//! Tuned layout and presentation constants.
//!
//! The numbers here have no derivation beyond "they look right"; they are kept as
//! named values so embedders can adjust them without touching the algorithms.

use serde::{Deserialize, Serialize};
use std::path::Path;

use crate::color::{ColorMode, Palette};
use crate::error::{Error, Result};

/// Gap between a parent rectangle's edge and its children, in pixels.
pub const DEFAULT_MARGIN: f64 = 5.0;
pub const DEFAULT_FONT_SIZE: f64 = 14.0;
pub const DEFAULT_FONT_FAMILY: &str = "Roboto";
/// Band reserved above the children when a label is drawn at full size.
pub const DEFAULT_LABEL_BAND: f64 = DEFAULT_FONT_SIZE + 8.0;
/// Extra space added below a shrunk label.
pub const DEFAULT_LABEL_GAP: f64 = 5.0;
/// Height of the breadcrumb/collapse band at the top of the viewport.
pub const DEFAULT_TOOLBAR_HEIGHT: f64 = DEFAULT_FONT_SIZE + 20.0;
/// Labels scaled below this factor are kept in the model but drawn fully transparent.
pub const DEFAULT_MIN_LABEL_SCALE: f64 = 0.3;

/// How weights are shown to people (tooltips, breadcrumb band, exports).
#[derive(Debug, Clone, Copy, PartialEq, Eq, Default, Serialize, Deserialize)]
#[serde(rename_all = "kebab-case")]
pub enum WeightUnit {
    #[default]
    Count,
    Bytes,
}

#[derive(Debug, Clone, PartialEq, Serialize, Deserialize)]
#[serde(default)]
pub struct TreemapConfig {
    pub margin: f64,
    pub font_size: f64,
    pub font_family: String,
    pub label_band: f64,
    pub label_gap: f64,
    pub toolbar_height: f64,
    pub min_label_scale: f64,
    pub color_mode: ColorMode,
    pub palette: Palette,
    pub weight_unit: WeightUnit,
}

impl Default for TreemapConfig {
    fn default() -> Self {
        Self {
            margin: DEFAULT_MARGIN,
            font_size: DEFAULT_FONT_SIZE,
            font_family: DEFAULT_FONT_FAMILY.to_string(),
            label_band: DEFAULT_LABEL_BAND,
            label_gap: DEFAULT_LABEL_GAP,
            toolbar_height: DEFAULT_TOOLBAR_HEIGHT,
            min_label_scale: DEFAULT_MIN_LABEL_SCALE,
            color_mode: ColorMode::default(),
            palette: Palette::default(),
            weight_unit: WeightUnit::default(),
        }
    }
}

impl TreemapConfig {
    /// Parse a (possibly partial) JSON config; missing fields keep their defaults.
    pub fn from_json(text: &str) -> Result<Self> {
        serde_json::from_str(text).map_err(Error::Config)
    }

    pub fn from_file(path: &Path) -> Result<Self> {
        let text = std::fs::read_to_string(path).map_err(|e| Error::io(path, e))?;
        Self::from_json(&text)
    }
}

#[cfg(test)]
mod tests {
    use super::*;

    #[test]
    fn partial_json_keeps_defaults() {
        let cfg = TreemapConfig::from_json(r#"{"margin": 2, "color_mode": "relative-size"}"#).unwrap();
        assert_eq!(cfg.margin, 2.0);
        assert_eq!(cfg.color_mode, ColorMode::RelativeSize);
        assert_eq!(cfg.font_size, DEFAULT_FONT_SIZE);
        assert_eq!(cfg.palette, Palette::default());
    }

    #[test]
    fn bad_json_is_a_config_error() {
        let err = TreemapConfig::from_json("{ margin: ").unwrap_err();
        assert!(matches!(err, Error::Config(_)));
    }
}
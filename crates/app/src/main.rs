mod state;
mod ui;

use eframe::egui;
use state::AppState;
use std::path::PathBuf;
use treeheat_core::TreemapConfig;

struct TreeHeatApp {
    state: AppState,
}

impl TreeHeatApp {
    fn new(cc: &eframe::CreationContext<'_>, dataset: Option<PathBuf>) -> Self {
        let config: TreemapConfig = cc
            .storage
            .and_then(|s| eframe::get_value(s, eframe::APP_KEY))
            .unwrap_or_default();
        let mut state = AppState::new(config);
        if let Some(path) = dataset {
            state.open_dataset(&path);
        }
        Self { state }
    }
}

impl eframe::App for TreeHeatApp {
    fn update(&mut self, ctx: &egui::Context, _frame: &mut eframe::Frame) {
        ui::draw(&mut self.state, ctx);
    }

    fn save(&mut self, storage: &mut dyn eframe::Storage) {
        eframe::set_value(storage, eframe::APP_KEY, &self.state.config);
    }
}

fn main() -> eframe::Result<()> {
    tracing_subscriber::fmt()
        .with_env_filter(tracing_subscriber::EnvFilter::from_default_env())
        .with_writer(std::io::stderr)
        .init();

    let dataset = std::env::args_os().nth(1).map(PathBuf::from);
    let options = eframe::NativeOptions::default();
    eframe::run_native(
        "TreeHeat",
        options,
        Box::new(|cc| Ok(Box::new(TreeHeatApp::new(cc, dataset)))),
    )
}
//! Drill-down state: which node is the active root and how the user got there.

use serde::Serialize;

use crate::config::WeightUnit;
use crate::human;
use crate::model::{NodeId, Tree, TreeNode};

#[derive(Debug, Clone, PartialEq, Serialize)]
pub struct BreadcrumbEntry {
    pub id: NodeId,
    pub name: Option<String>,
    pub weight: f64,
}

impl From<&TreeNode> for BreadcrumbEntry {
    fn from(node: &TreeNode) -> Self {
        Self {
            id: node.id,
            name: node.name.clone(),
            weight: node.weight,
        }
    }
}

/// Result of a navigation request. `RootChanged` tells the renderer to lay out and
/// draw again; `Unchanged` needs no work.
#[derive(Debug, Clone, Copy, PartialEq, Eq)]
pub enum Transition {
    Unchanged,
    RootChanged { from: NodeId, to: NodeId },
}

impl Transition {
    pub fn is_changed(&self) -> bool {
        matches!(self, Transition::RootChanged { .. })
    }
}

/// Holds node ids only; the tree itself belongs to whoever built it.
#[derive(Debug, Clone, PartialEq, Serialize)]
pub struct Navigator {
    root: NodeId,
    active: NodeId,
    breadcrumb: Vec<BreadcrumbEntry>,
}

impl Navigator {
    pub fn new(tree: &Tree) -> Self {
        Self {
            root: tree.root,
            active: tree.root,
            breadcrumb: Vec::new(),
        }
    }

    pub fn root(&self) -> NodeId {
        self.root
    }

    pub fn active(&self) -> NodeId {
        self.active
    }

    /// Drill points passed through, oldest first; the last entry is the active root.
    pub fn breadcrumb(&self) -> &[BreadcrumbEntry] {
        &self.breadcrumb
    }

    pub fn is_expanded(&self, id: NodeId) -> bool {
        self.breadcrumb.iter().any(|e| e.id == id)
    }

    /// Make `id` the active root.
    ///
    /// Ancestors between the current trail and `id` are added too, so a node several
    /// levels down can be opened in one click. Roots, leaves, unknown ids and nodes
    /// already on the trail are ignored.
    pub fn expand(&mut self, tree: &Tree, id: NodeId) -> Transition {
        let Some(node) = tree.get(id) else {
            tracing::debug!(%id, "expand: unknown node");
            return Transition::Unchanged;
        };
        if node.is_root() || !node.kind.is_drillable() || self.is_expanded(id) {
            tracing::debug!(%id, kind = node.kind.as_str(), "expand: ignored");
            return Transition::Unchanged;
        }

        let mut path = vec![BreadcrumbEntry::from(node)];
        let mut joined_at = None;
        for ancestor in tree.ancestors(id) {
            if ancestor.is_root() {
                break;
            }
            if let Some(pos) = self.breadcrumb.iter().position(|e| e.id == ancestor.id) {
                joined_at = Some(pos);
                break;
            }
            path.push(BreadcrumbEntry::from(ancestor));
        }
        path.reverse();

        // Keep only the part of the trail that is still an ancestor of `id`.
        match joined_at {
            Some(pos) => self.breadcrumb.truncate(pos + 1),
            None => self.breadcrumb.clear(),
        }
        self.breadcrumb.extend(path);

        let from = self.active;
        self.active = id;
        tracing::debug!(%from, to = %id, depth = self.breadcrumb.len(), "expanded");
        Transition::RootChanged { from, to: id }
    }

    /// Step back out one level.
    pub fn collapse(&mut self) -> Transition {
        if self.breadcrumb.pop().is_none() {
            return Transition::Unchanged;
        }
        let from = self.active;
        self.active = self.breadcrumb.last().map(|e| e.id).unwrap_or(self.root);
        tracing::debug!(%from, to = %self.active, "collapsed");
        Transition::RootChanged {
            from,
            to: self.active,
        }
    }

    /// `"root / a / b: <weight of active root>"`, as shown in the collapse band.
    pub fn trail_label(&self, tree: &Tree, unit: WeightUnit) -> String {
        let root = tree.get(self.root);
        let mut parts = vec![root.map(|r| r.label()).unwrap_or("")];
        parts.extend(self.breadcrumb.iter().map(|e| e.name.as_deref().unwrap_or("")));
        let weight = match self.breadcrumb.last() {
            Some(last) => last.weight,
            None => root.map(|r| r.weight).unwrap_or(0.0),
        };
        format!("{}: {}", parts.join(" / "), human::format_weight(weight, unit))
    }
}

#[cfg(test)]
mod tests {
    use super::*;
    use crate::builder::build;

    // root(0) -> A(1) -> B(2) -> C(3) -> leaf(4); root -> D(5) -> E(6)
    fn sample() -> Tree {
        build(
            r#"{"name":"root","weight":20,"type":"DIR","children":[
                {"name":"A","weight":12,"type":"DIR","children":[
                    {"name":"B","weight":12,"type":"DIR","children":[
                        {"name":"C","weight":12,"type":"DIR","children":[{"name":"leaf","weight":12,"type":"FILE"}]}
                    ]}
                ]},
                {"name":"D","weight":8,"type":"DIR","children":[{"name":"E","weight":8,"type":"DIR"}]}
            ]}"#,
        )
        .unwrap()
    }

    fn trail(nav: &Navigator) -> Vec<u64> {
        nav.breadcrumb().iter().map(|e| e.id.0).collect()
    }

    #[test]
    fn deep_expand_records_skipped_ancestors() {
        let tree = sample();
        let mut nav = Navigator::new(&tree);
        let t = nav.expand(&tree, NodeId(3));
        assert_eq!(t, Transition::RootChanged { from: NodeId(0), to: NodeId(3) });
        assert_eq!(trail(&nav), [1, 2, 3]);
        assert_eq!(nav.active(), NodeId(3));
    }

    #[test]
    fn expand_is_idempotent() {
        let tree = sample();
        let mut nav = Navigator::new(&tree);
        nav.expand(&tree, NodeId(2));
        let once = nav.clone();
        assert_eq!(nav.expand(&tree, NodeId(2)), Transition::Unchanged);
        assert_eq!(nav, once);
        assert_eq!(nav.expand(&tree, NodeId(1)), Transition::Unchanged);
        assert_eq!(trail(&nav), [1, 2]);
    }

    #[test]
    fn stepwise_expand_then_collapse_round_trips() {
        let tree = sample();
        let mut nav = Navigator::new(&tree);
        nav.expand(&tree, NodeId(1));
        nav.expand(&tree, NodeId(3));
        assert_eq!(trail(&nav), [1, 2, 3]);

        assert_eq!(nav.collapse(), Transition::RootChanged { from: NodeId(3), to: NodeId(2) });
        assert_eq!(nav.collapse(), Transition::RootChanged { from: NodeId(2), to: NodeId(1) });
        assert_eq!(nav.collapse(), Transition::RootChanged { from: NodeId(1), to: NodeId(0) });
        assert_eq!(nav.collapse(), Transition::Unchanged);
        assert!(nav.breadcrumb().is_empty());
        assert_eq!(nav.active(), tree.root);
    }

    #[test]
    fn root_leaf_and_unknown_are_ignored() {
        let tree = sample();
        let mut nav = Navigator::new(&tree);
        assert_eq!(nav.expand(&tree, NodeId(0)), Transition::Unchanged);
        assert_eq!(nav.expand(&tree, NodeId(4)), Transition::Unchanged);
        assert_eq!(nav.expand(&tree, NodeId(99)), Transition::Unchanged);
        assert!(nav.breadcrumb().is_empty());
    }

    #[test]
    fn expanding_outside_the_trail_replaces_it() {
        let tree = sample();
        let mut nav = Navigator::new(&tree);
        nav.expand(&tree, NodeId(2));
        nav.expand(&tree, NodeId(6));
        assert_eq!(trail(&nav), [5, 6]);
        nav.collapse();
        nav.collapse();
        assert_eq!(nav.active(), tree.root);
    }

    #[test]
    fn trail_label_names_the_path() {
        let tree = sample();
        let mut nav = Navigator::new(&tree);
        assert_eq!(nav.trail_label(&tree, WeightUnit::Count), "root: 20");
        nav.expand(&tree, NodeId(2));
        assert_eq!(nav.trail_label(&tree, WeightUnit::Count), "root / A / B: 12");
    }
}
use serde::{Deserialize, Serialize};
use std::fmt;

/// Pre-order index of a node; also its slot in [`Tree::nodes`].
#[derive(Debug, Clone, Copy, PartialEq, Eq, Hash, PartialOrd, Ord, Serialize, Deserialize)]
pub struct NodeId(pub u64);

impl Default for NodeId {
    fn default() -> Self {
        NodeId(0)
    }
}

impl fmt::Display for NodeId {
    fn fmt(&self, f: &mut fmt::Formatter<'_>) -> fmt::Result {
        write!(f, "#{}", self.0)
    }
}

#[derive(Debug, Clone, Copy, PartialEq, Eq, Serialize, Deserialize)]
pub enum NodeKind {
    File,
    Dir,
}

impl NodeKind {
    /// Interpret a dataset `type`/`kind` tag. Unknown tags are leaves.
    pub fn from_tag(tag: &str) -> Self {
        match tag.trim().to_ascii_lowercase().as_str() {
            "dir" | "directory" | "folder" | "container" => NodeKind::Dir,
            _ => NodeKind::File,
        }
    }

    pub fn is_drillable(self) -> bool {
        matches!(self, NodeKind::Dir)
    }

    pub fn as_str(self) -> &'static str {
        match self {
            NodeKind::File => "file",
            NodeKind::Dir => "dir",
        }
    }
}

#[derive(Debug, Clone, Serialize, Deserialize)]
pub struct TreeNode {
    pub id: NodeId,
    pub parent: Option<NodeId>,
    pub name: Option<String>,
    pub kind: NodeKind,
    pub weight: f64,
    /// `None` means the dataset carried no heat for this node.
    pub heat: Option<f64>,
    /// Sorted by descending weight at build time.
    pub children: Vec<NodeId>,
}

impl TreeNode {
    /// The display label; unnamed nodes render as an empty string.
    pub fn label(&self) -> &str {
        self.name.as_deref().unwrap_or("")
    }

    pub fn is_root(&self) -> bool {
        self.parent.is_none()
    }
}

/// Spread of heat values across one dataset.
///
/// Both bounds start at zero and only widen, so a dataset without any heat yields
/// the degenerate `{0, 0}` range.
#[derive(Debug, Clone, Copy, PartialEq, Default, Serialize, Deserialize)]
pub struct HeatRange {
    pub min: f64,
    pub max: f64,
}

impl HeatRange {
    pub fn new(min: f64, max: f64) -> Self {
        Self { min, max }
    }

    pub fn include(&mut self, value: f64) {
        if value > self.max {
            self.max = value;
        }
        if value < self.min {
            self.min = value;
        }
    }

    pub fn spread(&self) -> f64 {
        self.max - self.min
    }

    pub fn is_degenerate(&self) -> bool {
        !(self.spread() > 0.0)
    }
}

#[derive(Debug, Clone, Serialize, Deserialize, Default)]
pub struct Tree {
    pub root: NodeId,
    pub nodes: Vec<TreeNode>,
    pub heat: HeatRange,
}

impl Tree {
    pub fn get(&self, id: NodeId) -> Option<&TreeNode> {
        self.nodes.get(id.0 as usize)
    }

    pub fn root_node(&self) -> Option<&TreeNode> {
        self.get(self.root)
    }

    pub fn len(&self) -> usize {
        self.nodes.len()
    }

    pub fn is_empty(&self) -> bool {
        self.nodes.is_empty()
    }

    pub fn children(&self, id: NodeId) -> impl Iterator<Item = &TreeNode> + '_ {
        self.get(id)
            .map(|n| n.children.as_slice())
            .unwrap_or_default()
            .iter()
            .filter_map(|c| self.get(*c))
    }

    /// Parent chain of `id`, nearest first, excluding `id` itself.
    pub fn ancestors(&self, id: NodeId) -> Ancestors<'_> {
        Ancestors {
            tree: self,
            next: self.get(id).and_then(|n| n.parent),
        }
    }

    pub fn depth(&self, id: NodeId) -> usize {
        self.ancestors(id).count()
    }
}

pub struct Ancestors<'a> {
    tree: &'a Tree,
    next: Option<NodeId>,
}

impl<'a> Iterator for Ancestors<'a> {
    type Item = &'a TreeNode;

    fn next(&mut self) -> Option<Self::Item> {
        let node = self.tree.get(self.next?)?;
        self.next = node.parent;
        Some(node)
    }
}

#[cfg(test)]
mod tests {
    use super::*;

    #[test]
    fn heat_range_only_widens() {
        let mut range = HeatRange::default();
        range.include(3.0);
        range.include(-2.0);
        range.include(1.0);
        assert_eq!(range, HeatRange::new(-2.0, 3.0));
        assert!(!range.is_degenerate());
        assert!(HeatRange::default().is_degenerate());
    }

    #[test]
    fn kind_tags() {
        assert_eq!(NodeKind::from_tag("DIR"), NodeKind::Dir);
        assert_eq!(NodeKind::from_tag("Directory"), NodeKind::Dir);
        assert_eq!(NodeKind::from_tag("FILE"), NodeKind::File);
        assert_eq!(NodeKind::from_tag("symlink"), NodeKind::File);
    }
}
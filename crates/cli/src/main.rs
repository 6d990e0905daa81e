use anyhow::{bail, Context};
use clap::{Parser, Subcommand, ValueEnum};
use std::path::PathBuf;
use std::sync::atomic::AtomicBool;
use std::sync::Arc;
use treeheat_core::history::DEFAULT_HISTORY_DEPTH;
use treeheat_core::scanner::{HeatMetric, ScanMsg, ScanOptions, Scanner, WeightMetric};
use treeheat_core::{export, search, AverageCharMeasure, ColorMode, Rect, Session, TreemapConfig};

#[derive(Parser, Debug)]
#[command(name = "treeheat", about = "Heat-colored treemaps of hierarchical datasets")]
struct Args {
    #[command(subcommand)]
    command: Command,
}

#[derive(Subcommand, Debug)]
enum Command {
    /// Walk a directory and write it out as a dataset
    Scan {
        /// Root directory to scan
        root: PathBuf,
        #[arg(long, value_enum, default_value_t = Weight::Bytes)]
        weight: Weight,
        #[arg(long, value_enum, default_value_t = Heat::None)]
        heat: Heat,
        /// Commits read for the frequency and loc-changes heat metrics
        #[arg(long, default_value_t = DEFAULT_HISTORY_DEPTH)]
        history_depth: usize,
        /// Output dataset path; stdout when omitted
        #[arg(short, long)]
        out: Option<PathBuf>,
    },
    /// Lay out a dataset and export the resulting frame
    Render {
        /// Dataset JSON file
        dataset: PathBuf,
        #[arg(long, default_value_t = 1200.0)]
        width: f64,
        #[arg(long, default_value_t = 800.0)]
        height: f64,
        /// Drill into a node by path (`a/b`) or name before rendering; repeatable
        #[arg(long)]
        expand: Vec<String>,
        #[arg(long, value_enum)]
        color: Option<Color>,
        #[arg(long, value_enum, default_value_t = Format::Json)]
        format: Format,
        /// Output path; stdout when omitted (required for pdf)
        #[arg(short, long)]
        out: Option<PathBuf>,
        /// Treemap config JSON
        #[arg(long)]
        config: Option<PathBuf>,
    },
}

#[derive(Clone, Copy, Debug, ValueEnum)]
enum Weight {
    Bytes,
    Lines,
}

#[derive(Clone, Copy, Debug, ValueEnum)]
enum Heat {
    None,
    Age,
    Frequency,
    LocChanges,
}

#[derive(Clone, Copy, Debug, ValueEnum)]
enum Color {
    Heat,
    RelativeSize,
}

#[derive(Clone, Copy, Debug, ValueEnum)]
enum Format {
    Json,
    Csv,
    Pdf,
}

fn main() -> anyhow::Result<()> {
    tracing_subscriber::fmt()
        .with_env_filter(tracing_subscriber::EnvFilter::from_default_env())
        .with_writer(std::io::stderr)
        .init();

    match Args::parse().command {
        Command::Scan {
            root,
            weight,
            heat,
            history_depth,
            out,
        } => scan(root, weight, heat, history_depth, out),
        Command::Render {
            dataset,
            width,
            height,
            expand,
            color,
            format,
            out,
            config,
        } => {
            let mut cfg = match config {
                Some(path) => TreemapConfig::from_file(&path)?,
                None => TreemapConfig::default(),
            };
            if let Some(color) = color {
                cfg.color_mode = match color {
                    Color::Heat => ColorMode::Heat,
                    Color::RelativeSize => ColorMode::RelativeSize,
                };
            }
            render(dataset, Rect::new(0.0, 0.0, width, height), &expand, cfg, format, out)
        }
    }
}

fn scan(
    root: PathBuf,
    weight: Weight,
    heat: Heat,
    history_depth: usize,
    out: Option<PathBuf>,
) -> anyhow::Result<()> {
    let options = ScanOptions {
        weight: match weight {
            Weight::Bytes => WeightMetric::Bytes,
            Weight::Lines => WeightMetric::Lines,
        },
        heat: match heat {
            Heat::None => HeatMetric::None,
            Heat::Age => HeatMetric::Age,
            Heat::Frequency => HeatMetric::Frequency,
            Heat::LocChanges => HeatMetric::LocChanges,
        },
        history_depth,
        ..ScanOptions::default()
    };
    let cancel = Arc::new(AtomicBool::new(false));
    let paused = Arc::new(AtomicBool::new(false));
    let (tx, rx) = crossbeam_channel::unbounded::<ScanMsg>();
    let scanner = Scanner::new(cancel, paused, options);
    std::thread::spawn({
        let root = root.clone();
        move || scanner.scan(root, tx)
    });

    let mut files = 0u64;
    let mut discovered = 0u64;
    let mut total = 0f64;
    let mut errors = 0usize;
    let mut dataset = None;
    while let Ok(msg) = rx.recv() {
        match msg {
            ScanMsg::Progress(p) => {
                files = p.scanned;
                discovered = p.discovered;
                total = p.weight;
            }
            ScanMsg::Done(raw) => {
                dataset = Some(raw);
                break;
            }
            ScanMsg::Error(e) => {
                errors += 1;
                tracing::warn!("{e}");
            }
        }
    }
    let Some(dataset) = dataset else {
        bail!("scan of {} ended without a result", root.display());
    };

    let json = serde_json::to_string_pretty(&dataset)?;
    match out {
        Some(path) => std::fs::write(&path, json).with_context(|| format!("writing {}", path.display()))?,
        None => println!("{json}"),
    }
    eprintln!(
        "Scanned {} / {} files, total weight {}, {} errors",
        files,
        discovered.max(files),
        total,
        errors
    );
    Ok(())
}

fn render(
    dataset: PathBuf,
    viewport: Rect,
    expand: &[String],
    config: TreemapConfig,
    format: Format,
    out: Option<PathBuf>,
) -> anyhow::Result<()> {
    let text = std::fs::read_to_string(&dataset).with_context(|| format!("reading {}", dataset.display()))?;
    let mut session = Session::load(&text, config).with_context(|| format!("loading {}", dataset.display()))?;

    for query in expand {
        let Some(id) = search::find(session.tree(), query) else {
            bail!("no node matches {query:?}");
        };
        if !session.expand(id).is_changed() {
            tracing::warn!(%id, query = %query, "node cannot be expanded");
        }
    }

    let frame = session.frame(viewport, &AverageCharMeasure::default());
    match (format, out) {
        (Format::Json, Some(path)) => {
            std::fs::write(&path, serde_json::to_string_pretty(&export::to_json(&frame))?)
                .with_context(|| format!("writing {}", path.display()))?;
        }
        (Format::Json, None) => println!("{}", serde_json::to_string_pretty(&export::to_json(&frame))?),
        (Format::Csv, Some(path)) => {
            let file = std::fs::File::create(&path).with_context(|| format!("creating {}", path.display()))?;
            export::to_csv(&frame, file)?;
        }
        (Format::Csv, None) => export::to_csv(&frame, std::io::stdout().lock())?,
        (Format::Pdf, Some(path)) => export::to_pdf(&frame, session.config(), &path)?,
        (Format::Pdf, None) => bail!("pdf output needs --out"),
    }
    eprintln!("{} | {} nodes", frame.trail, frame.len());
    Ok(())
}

**Task description:** What should be returned is the run of lines from the first line of the material through the line containing "pub const DEFAULT_LABEL_BAND: f64", exact and inclusive, and nothing else.

**Answer to this exercise:**
//! Tuned layout and presentation constants.
//!
//! The numbers here have no derivation beyond "they look right"; they are kept as
//! named values so embedders can adjust them without touching the algorithms.

use serde::{Deserialize, Serialize};
use std::path::Path;

use crate::color::{ColorMode, Palette};
use crate::error::{Error, Result};

/// Gap between a parent rectangle's edge and its children, in pixels.
pub const DEFAULT_MARGIN: f64 = 5.0;
pub const DEFAULT_FONT_SIZE: f64 = 14.0;
pub const DEFAULT_FONT_FAMILY: &str = "Roboto";
/// Band reserved above the children when a label is drawn at full size.
pub const DEFAULT_LABEL_BAND: f64 = DEFAULT_FONT_SIZE + 8.0;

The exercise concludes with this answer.